さて、わたしが動き出したことで、相手がどう動くかは見物だな。
あの騒ぎがどう影響するかは分からないが、外部に情報がばれることも、わたしが命を狙われることもないだろう。この国にとって、ケルディアスを敵に回しても良いことはないのだ。
ケルディアス王国、別名、スキル大国。スキルの孤島。
アルメシア王国を始め、この世界にあるあらゆる国で、既にスキルは未だに根強く残っている魔力とは違い、失われ伝説になりつつある。
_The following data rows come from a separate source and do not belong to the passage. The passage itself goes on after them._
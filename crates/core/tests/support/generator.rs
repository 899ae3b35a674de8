//! Scripted generative collaborator

use std::collections::VecDeque;
use std::sync::{Arc, Mutex};
use std::time::Duration;

use async_trait::async_trait;
use daybook_core::forecast::TextGenerator;
use daybook_domain::{DaybookError, Result as DomainResult};

#[derive(Default)]
struct Inner {
    replies: VecDeque<DomainResult<String>>,
    prompts: Vec<String>,
}

/// Returns queued replies in order and records every prompt.
#[derive(Default, Clone)]
pub struct ScriptedGenerator {
    inner: Arc<Mutex<Inner>>,
    delay: Option<Duration>,
}

impl ScriptedGenerator {
    pub fn new() -> Self {
        Self::default()
    }

    pub fn with_reply(self, reply: impl Into<String>) -> Self {
        self.inner.lock().unwrap().replies.push_back(Ok(reply.into()));
        self
    }

    pub fn with_error(self, error: DaybookError) -> Self {
        self.inner.lock().unwrap().replies.push_back(Err(error));
        self
    }

    /// Sleep before answering so concurrent callers overlap.
    pub fn with_delay(mut self, delay: Duration) -> Self {
        self.delay = Some(delay);
        self
    }

    pub fn calls(&self) -> usize {
        self.inner.lock().unwrap().prompts.len()
    }

    pub fn prompts(&self) -> Vec<String> {
        self.inner.lock().unwrap().prompts.clone()
    }
}

#[async_trait]
impl TextGenerator for ScriptedGenerator {
    async fn generate(&self, prompt: &str) -> DomainResult<String> {
        let reply = {
            let mut inner = self.inner.lock().unwrap();
            inner.prompts.push(prompt.to_string());
            inner.replies.pop_front()
        };
        if let Some(delay) = self.delay {
            tokio::time::sleep(delay).await;
        }
        reply.unwrap_or_else(|| Err(DaybookError::Generation("no scripted reply left".into())))
    }
}
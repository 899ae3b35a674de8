//! Request extractors

use axum::extract::FromRequestParts;
use axum::http::header::AUTHORIZATION;
use axum::http::request::Parts;
use axum::http::HeaderMap;
use daybook_core::schedule::SyncContext;
use daybook_domain::{CalendarCredentials, DaybookError};

use crate::errors::ApiError;

pub const CALENDAR_ID_HEADER: &str = "x-calendar-id";
pub const TIME_ZONE_HEADER: &str = "x-time-zone";

/// Calendar credentials and zone taken from request headers.
///
/// - `Authorization: Bearer <token>` enables mirroring; without it calendar
///   sync is skipped.
/// - `X-Calendar-Id` selects a calendar other than the configured default.
/// - `X-Time-Zone` is an IANA zone name for event timestamps.
#[derive(Debug, Clone, Default)]
pub struct CalendarContext(pub SyncContext);

impl<S> FromRequestParts<S> for CalendarContext
where
    S: Send + Sync,
{
    type Rejection = ApiError;

    async fn from_request_parts(parts: &mut Parts, _state: &S) -> Result<Self, Self::Rejection> {
        sync_context(&parts.headers).map(CalendarContext).map_err(ApiError)
    }
}

fn sync_context(headers: &HeaderMap) -> Result<SyncContext, DaybookError> {
    let credentials = match header_value(headers, AUTHORIZATION.as_str())? {
        None => None,
        Some(raw) => {
            let token = bearer_token(raw)?;
            Some(CalendarCredentials {
                access_token: token.to_string(),
                calendar_id: header_value(headers, CALENDAR_ID_HEADER)?.map(str::to_string),
            })
        }
    };

    let time_zone = header_value(headers, TIME_ZONE_HEADER)?.map(str::to_string);

    Ok(SyncContext { credentials, time_zone })
}

fn bearer_token(raw: &str) -> Result<&str, DaybookError> {
    match raw.split_once(' ') {
        Some((scheme, token)) if scheme.eq_ignore_ascii_case("bearer") => Ok(token.trim()),
        _ => Err(DaybookError::Auth("Authorization header must use the Bearer scheme".into())),
    }
}

/// Trimmed header value; blank values count as absent.
fn header_value<'a>(headers: &'a HeaderMap, name: &str) -> Result<Option<&'a str>, DaybookError> {
    let Some(value) = headers.get(name) else {
        return Ok(None);
    };
    let text = value
        .to_str()
        .map_err(|_| DaybookError::Validation(format!("header {name} is not valid text")))?
        .trim();
    Ok((!text.is_empty()).then_some(text))
}
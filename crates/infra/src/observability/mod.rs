//! Observability bootstrap
//!
//! Services log through `tracing` with structured fields; this module only
//! installs the global subscriber once at process start.

pub mod logging;

pub use logging::{build_filter, init_tracing};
そんな中、広大な土地と自然に溢れた島丸ごと一国である、ケルディアス王国は血で受け継がれていくスキルを大事にしながら、近代では発展にも著しく取り組んでいる、世界一の大国であった。
まぁ、スキル大国と言っても、既に庶民や下流貴族の血には、スキルは残っていない。
聖女様、改め、アリエスの様に極稀に保持者はいるが、十五歳の魔法所持者が通うことになる、自らのスキルを扱える様になる為にある学園は、完全な上流貴族達の巣窟となっているのだ。
そして、三年後、その学園を舞台にとあるゲームがスタートする予定であった。
ぶっちゃけてしまうが、こう見えて、わたしはケルディアス王国の第一王女なのである。しかも、王位が王の実子しか跡を継げない上、お父様は亡くなったお母様一筋。
一人娘であるわたしは必然的に、唯一の王位継承権保持者なのだ。
ゲームの内容はとある出来事によって、性転換した主人公が二人の従者のサポートを借りて、学園に下流貴族として入学して三年間、スキルのコントロールや勉強、魔法などに励みながら、元に戻る方法を捜すのである。
ちなみに、元に戻る為には、心から自分を愛してくれる人の口付けが必要だ。さすが、恋愛ゲーム。
乙女ゲームであって、BLゲームであって、百合ゲームでもある。
十人を軽く越える攻略対象達に、それぞれにいくつものルートがあり、イベントもてんこ盛り。
その分、危険もたくさんあり、わたしが逃げ出す決意をするのは早かった。
いやぁ、大変だった。
スキルのせいで転移にも失敗して気が付いたら、そこは自然に囲まれたケルディアス王国では、見たこともない砂漠のど真ん中。
後に知るが、そこはアルメシア王国の北側にある砂漠で、今は慣れたがここはケルディアス王国に比べて、かなり日差しが強く夜と昼の温度変化が激しい。
あの時、偶然にも通り掛かった騎士団がいなければ、わたしは死んでいたかもしれないな。
記憶喪失のフリをして、何とかこの国の孤児院に入れて貰った後、わたしは八歳時にして秀才であることで、勧められたこの学園の庶民枠に合格して入学。
何とか昨日まで一人で生きていく気でやってきたのである。まぁ、一週間後には連れ戻されるが。
今更、逃げようとは思わない。現状、唯一の継承権を持つわたしがいなくなったお陰で、ケルディアス王国はちょっと不味いことになっているらしいからな。
具体的に言えば、お父様が使い物にならなくなり、貴族達が暴走するのを必死に、伯父様達が押さえてくれているらしい。
これがゲーム補正、と言う奴だろうか。わたしはどうやっても、ゲームからは逃れられないらしい。
一週間、お父様に待ったが聞ける間に、いろいろと心構えをしなければいけないな。
「さてッ!!」
それはさておき、まずは現状をどうにかしなければいけない。
濡れ衣を晴らすべく、今日から精一杯に頑張るとしようか。